I would wake sometimes in the night and wonder if I would see her standing in my room, looking at me. This fascinated me. How could I, the person who needed to wash her face with her eyes open after seeing a horror movie, hope to see her dead grandmother standing in her room?
Finally, she appeared in a dream: we were on a street corner on a hot, humid night, watching hordes of young people flock to an amusement park across the street. She looked about ten years younger than when she had died, at 97. She was wearing her brown cotton pants, but paired with a bright, sequin bomber jacket. She was holding onto my forearm, as she had often done, her mouth slightly ajar, eyes dancing underneath her wrinkled eyelids. Watching the crowd across the street, she murmured something about all the young men, and I experienced her as a woman who had been robbed of the freewheeling, breathless carousel of anticipation of a night out, where the possibility that anything could happen swirls around you in intoxicating gusts.

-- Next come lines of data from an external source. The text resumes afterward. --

//! # Gardisto (Account Security Engine)
//!
//! `gardisto` turns a generic user record into a fully credentialed,
//! self-healing account: password authentication, email confirmation,
//! brute-force lockout, password recovery, remember-me persistence, and
//! sign-in tracking. It is behavior that attaches to an account entity,
//! independent of how that entity is stored, rendered, or routed to over
//! HTTP.
//!
//! ## Capabilities
//!
//! - **Confirmable:** a new account proves email ownership before it may
//!   authenticate; expired confirmation tokens are silently re-issued and
//!   re-sent when the gate trips.
//! - **Lockable:** repeated failed password attempts (default 5) lock the
//!   account until an emailed unlock token is redeemed.
//! - **Recoverable:** "forgot password" issues a time-boxed token that
//!   rotates the password without knowledge of the old one.
//! - **Rememberable:** a long-lived cookie token re-establishes identity
//!   without a password.
//! - **Trackable:** sign-in count, instants, and origin IPs for auditing.
//!
//! ## Collaborators
//!
//! Storage ([`Repository`]), notification delivery ([`Transport`]), the
//! wall clock ([`Clock`]), and password hashing ([`PasswordHasher`]) are
//! injected traits. The crate ships an in-memory repository, a logging
//! transport, and a bcrypt hasher for local development and tests; real
//! deployments bring their own.
//!
//! ## Error posture
//!
//! Authentication failures are deliberately generic; the engine never
//! reveals whether an email exists. Token flows return specific, actionable
//! errors (invalid vs expired). See [`AuthError`].

pub mod account;
pub mod clock;
pub mod config;
pub mod engine;
pub mod error;
pub mod password;
pub mod repository;
pub mod token;
pub mod transport;
pub mod utils;
pub mod workflows;

pub use account::AccountSecurity;
pub use clock::{Clock, ManualClock, SystemClock};
pub use config::SecurityConfig;
pub use engine::{AccountSecurityEngine, Credentials};
pub use error::AuthError;
pub use password::{BcryptHasher, PasswordHasher};
pub use repository::{InMemoryRepository, Repository};
pub use token::SecurityToken;
pub use transport::{LogTransport, Notification, RecordingTransport, Transport};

I woke up wondering if she had come to me. Was she in heaven? Was my Oma’s heaven a place where she could laugh freely and wear sequins and flirt with boys? Free from the war, and paternal abuse, and hunger, and brothers killed on the Russian front, and fighting to hang on to even the bottom rung of the class ladder? Was she finally released from baking one-inch sheet cakes, and taking flowers to graves, and wearing black in mourning, and being dismissed for being common, short, and poor?
I didn’t dream about her for a long time after that. And the longer she stayed away, the more I became convinced that she had sent me a message - that she was having the time of her death. That she was okay on her cloud. That the shame and fear and contempt that had coloured in the edges of her life, were over.